Laporan Wartawan Tribun Jateng Khoirul Muzakki
TRIBUNNEWS.COM, BANJARNEGARA - Melintasi jalan provinsi di ruas Dusun Jemblung, Sampang Karangkobar tak ayal membuat bulu kuduk merinding
Sebuah bukit hijau terlihat gundul sebagian karena materialnya runtuh di masa silam.
Pemandangan itu selalu membawa ingatan pada salah satu tragedi terbesar dalam sejarah masyarakat Banjarnegara.
Jumat menjelang magrib, tanggal 12 bulan ke 12 tahun 2014 lalu, bukit Telagalele runtuh dan mengubur sebuah dusun di bawahnya, Dusun Jemblung Desa Sampang Karangkobar.
Seratusan warga tewas tertimbun atau hilang karena musibah yang tak pernah terduga itu.
Empat tahun berlalu, warga yang selamat dari bencana itu kini telah pindah tinggal ke desa lain untuk memulai hidup baru.
Baca: Tiga Lumbung Logistik Partai Gerindra Untuk Usung Prabowo Dalam Pilpres 2019
Tetapi jejak mengerikan bencana itu masih kentara hingga sekarang.
Dusun yang dulu dipenuhi rumah-rumah penduduk kini berubah jadi kebun belantara.

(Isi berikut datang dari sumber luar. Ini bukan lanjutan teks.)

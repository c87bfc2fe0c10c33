//! The lifecycle of one analysis request.

use api::types::AnalysisResult;
use api::ScannerError;

/// Shown for any non-2xx response; the status itself is not surfaced.
pub const ANALYZE_FAILED_MSG: &str = "Errore durante l'analisi";

/// State of the most recent scan. `Done` and `Failed` are mutually
/// exclusive by construction; a new dispatch replaces either wholesale.
#[derive(Clone, Debug, Default, PartialEq)]
pub enum ScanPhase {
    #[default]
    Idle,
    Scanning,
    Done(AnalysisResult),
    Failed(String),
}

impl ScanPhase {
    pub fn is_scanning(&self) -> bool {
        matches!(self, ScanPhase::Scanning)
    }

    /// Folds a settled scanner call into the next phase.
    ///
    /// HTTP-level rejections all collapse into the one localized message;
    /// transport and decode failures keep their own wording.
    pub fn settled(outcome: Result<AnalysisResult, ScannerError>) -> Self {
        match outcome {
            Ok(result) => ScanPhase::Done(result),
            Err(ScannerError::Status(_)) => ScanPhase::Failed(ANALYZE_FAILED_MSG.to_string()),
            Err(err @ ScannerError::Transport(_)) => ScanPhase::Failed(err.to_string()),
        }
    }
}

/// Normalizes the address field before dispatch. `None` means the scan
/// is a silent no-op: nothing is sent and no state changes.
pub fn submitted_address(raw: &str) -> Option<String> {
    let trimmed = raw.trim();
    if trimmed.is_empty() {
        None
    } else {
        Some(trimmed.to_string())
    }
}

#[cfg(test)]
mod tests {
    use super::*;
    use api::risk::RiskLevel;

    fn some_result() -> AnalysisResult {
        serde_json::from_value(serde_json::json!({
            "contract_address": "0x1234",
            "contract_name": "Degen Inu",
            "symbol": "DINU",
            "risk_level": "DANGER",
            "risk_score": 92,
            "price_usd": null,
            "liquidity_usd": null,
            "volume_24h": null,
            "flags": [{"type": "critical", "msg": "Honeypot detected"}]
        }))
        .unwrap()
    }

    #[test]
    fn empty_and_whitespace_input_is_a_no_op() {
        assert_eq!(submitted_address(""), None);
        assert_eq!(submitted_address("   \t  "), None);
    }

    #[test]
    fn input_is_trimmed_before_dispatch() {
        assert_eq!(
            submitted_address("  0xABCDEF  ").as_deref(),
            Some("0xABCDEF")
        );
    }

    #[test]
    fn success_settles_into_done() {
        let phase = ScanPhase::settled(Ok(some_result()));
        let ScanPhase::Done(result) = phase else {
            panic!("expected Done");
        };
        assert_eq!(result.risk_level, RiskLevel::Danger);
        assert_eq!(result.risk_score, 92);
    }

    #[test]
    fn http_rejection_settles_into_the_generic_message() {
        let phase = ScanPhase::settled(Err(ScannerError::Status(400)));
        assert_eq!(phase, ScanPhase::Failed(ANALYZE_FAILED_MSG.to_string()));
        assert!(!phase.is_scanning());
    }
}
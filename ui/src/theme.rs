//! The fixed visual vocabulary for risk categories and flag severities.

use api::risk::FlagSeverity;
use api::risk::RiskLevel;

#[derive(Clone, Copy, Debug, PartialEq, Eq)]
pub struct RiskStyle {
    pub color: &'static str,
    pub bg: &'static str,
    pub label: &'static str,
}

const SAFE: RiskStyle = RiskStyle {
    color: "#22c55e",
    bg: "#052e16",
    label: "SICURO",
};
const MODERATE: RiskStyle = RiskStyle {
    color: "#f59e0b",
    bg: "#1c1002",
    label: "MODERATO",
};
const RISKY: RiskStyle = RiskStyle {
    color: "#f97316",
    bg: "#1c0a02",
    label: "RISCHIOSO",
};
const DANGER: RiskStyle = RiskStyle {
    color: "#ef4444",
    bg: "#1c0202",
    label: "PERICOLO",
};

/// Maps a risk category to its color and label. A category the client
/// does not know renders as MODERATO rather than unstyled.
pub fn risk_style(level: RiskLevel) -> RiskStyle {
    match level {
        RiskLevel::Safe => SAFE,
        RiskLevel::Moderate => MODERATE,
        RiskLevel::Risky => RISKY,
        RiskLevel::Danger => DANGER,
        RiskLevel::Unknown => MODERATE,
    }
}

/// Border/text color for a flag row. Severities outside the known set
/// get the muted color instead of an undefined token.
pub fn flag_color(severity: FlagSeverity) -> &'static str {
    match severity {
        FlagSeverity::Critical => "#ef4444",
        FlagSeverity::High => "#f97316",
        FlagSeverity::Medium => "#f59e0b",
        FlagSeverity::Other => "#64748b",
    }
}

#[cfg(test)]
mod tests {
    use super::*;

    #[test]
    fn danger_reads_pericolo_in_red() {
        let style = risk_style(RiskLevel::Danger);
        assert_eq!(style.label, "PERICOLO");
        assert_eq!(style.color, "#ef4444");
    }

    #[test]
    fn unknown_category_falls_back_to_moderato() {
        assert_eq!(risk_style(RiskLevel::Unknown), risk_style(RiskLevel::Moderate));
        assert_eq!(risk_style(RiskLevel::Unknown).label, "MODERATO");
    }

    #[test]
    fn every_severity_has_a_color() {
        for severity in [
            FlagSeverity::Critical,
            FlagSeverity::High,
            FlagSeverity::Medium,
            FlagSeverity::Other,
        ] {
            assert!(flag_color(severity).starts_with('#'));
        }
    }
}
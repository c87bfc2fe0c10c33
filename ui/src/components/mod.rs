//! Shared building blocks for the dashboard screen.

pub mod flag_row;
pub mod history_row;
pub mod risk_badge;
pub mod stat_tile;
pub mod widgets;
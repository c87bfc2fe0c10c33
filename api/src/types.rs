//! Request and response bodies of the scanner HTTP contract.

use serde::Deserialize;
use serde::Serialize;

use crate::chain::Chain;
use crate::risk::RiskLevel;
use crate::risk::TokenFlag;

/// JSON body of `POST /api/analyze`. Built per submission, never stored.
#[derive(Clone, Debug, PartialEq, Serialize, Deserialize)]
pub struct AnalysisRequest {
    pub contract_address: String,
    pub chain: Chain,
}

/// Successful response of `POST /api/analyze`.
///
/// Market figures are nullable: the scanner returns whatever its data
/// providers had for the pair, if anything. Fields we do not model
/// (e.g. `analyzed_at`, raw on-chain details) are ignored on decode.
#[derive(Clone, Debug, PartialEq, Deserialize)]
pub struct AnalysisResult {
    pub contract_address: String,
    pub contract_name: String,
    pub symbol: String,
    pub risk_level: RiskLevel,
    pub risk_score: u8,
    pub price_usd: Option<String>,
    pub liquidity_usd: Option<f64>,
    pub volume_24h: Option<f64>,
    #[serde(default)]
    pub flags: Vec<TokenFlag>,
    #[serde(default)]
    pub details: AnalysisDetails,
}

#[derive(Clone, Debug, Default, PartialEq, Deserialize)]
pub struct AnalysisDetails {
    #[serde(default)]
    pub market_data: MarketData,
}

#[derive(Clone, Debug, Default, PartialEq, Deserialize)]
pub struct MarketData {
    pub dex_id: Option<String>,
    pub price_change_24h: Option<f64>,
    pub fdv: Option<f64>,
}

/// One row of `GET /api/history`. Server-ordered, most recent first.
#[derive(Clone, Debug, PartialEq, Deserialize)]
pub struct HistoryEntry {
    pub contract_address: String,
    pub symbol: Option<String>,
    pub risk_level: RiskLevel,
    pub risk_score: u8,
}
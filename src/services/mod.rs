pub mod admin_service;
pub mod auth_service;
pub mod roster_service;

pub use admin_service::*;
pub use auth_service::*;
pub use roster_service::*;
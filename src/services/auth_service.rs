use crate::config::AppConfig;
use serde::{Deserialize, Serialize};
use uuid::Uuid;

/// Identity of the signed-in operator for the current run
#[derive(Debug, Clone, Serialize, Deserialize)]
pub struct AuthSession {
    pub email: String,
    pub name: Option<String>,
    pub picture: Option<String>,
}

#[derive(Debug, Serialize)]
pub struct GoogleAuthUrl {
    pub auth_url: String,
    pub state: String,
}

// Generate Google OAuth consent URL
pub fn generate_google_oauth_url(config: &AppConfig) -> Result<GoogleAuthUrl, String> {
    let client_id = config
        .google_client_id
        .as_deref()
        .ok_or_else(|| "GOOGLE_CLIENT_ID not configured".to_string())?;

    let redirect_uri = config.google_redirect_uri.as_str();

    // State parameter for CSRF protection
    let state = Uuid::new_v4().to_string();

    let params = vec![
        ("client_id", client_id),
        ("redirect_uri", redirect_uri),
        ("response_type", "code"),
        ("scope", "openid email profile"),
        ("state", state.as_str()),
        ("access_type", "offline"),
        ("prompt", "select_account"),
    ];

    let query_string = params
        .iter()
        .map(|(k, v)| format!("{}={}", k, urlencoding::encode(v)))
        .collect::<Vec<_>>()
        .join("&");

    let auth_url = format!("https://accounts.google.com/o/oauth2/v2/auth?{}", query_string);

    Ok(GoogleAuthUrl { auth_url, state })
}

// Exchange the pasted authorization code for a signed-in session
pub async fn exchange_code(config: &AppConfig, code: &str) -> Result<AuthSession, String> {
    let client_id = config
        .google_client_id
        .as_deref()
        .ok_or_else(|| "GOOGLE_CLIENT_ID not configured".to_string())?;
    let client_secret = config
        .google_client_secret
        .as_deref()
        .ok_or_else(|| "GOOGLE_CLIENT_SECRET not configured".to_string())?;
    let redirect_uri = config.google_redirect_uri.as_str();

    // Exchange code for tokens
    let client = reqwest::Client::new();
    let token_response = client
        .post("https://oauth2.googleapis.com/token")
        .form(&[
            ("code", code),
            ("client_id", client_id),
            ("client_secret", client_secret),
            ("redirect_uri", redirect_uri),
            ("grant_type", "authorization_code"),
        ])
        .send()
        .await
        .map_err(|e| format!("Failed to exchange code: {}", e))?;

    if !token_response.status().is_success() {
        return Err("Failed to exchange authorization code".to_string());
    }

    let tokens: serde_json::Value = token_response
        .json()
        .await
        .map_err(|e| format!("Failed to parse token response: {}", e))?;

    let access_token = tokens["access_token"]
        .as_str()
        .ok_or_else(|| "No access token in response".to_string())?;

    // Get user info
    let user_info_response = client
        .get("https://www.googleapis.com/oauth2/v2/userinfo")
        .header("Authorization", format!("Bearer {}", access_token))
        .send()
        .await
        .map_err(|e| format!("Failed to get user info: {}", e))?;

    let user_info: serde_json::Value = user_info_response
        .json()
        .await
        .map_err(|e| format!("Failed to parse user info: {}", e))?;

    let email = user_info["email"]
        .as_str()
        .ok_or_else(|| "No email in user info".to_string())?;
    let name = user_info["name"].as_str().map(String::from);
    let picture = user_info["picture"].as_str().map(String::from);

    log::info!("✅ Sign-in successful: {}", email);

    Ok(AuthSession {
        email: email.to_string(),
        name,
        picture,
    })
}

#[cfg(test)]
mod tests {
    use super::*;

    fn test_config() -> AppConfig {
        AppConfig {
            mongodb_uri: Some("mongodb://localhost:27017/leaderboard".to_string()),
            google_client_id: Some("client-id-123".to_string()),
            google_client_secret: Some("client-secret-456".to_string()),
            google_redirect_uri: "http://localhost:8080/callback".to_string(),
            bootstrap_admin_email: None,
        }
    }

    #[test]
    fn test_oauth_url_carries_client_id_and_scopes() {
        let url = generate_google_oauth_url(&test_config()).unwrap();

        assert!(url.auth_url.starts_with("https://accounts.google.com/o/oauth2/v2/auth?"));
        assert!(url.auth_url.contains("client_id=client-id-123"));
        assert!(url.auth_url.contains("scope=openid%20email%20profile"));
        assert!(url.auth_url.contains(&format!("state={}", url.state)));
    }

    #[test]
    fn test_oauth_url_requires_client_id() {
        let mut config = test_config();
        config.google_client_id = None;

        let result = generate_google_oauth_url(&config);
        assert!(result.is_err());
    }
}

Lereng yang dulu datar untuk pemukiman kini jadi bergunduk-gunduk karena tertimbun material longsor.
Dengan kondisi topografi yang berubah, warga tak lagi bisa mengenali batas tanah milik mereka.
"Warga yang selamat sudah pindah ke hunian tetap. Tanah milik mereka yang sudah tertimbun longsor sudah tidak dikenali,"kata Irma, warga Desa Sampang Kecamatan Karangkobar
Memanfaatkan kembali tanah bekas bencana untuk pemukiman tak mungkin dilakukan.
Setiap jengkal tanah adalah alarm kenangan yang hanya akan mengulang kesedihan.
Di dalam tanah itu, barang kali masih ada jasad keluarga yang belum sempat ditemukan. Juga harta benda yang sudah tak diharapkan pulang. Material tanah itu juga mungkin, telah bercampur darah dan air mata.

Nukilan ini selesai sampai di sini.